1- Centralized system: Laravel PHP framework was used to implement it, as it is considered as a popular framework for implementing APIs. MySQL was used for storing access policies.

2- Blockchain Hyperledger: Where data is stored directly in blockchain instead of using an external resource to store policies. Docker was used for Hyperledger nodes.

3- DecStore: which is an implementation of the access control model proposed in this paper.

1,000 files entries were generated, as well as 1,000 users. All users were given access to all files (1,000 × 1,000). Three test cases were performed:

1- Granting a new permission to a file: Which expresses the speed of adding a new access rule for a user x to a file y (1 × 1).

2- Revoking a user’s access completely: Which means revoking all types of access given to a user x to any file in the system (1 × 1000).

3- Validating access: It is the timer required by the system to check if a user x has access to a file y (1 × 1).

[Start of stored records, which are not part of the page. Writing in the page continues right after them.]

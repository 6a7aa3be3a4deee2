//! Shared type definitions for the Chronolife simulation.
//!
//! This crate holds the plain value types that flow between the universe
//! kernel and its collaborators (the tick driver, the engine binary, and any
//! rendering layer). Nothing here knows about the Life rule or history.
//!
//! # Modules
//!
//! - [`enums`] -- Boundary handling for neighbor counting and addressing
//! - [`board`] -- Fixed-size boolean grids, neighbor-count grids, regions
//! - [`status`] -- Read-only generation status for status lines and overlays

pub mod board;
pub mod enums;
pub mod status;

// Re-export all public types at crate root for convenience.
pub use board::{Board, NeighborCounts, Region};
pub use enums::BoundaryMode;
pub use status::{GenerationStatus, StatusFields};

Obtained experiment results are shown in Table 5.

Table 5

Table 5. Performance tests results.

Another experiment was conducted in order to understand how much storage can be saved when applying the proposed method (DecStore) against storing data directly on blockchain. For this experiment, we considered the case of RBAC. 100 roles are created, along with 1,000 files. Each file can be accessed using one of 10 roles, from these 100 roles. Hyperledger Fabric (Blockchain) is used in this experiment, as in the previous one. The size of data is obtained from the peer nodes, be checking the size of the stored blockchain blocks:

− In case of using DecStore: 592 KB

− In case of using Hyperledger Fabric directly: 5.4 MB

It is important to mention that the roles were assigned directly. It is clear that the storage size in DecStore is significantly smaller than storing on Blockchain directly. Consecutive updating roles and adding more files will result in much bigger size when using Blockchain compared with Decstore. For example, adding or revoking a role from the whole system will require updating all affected files entries on blockchain to add/revoke the required role in the case of Blockchain, which is time consuming and results of having many transactions (storage size), while in DecStore, one transaction is required, which adds–remove the role hash.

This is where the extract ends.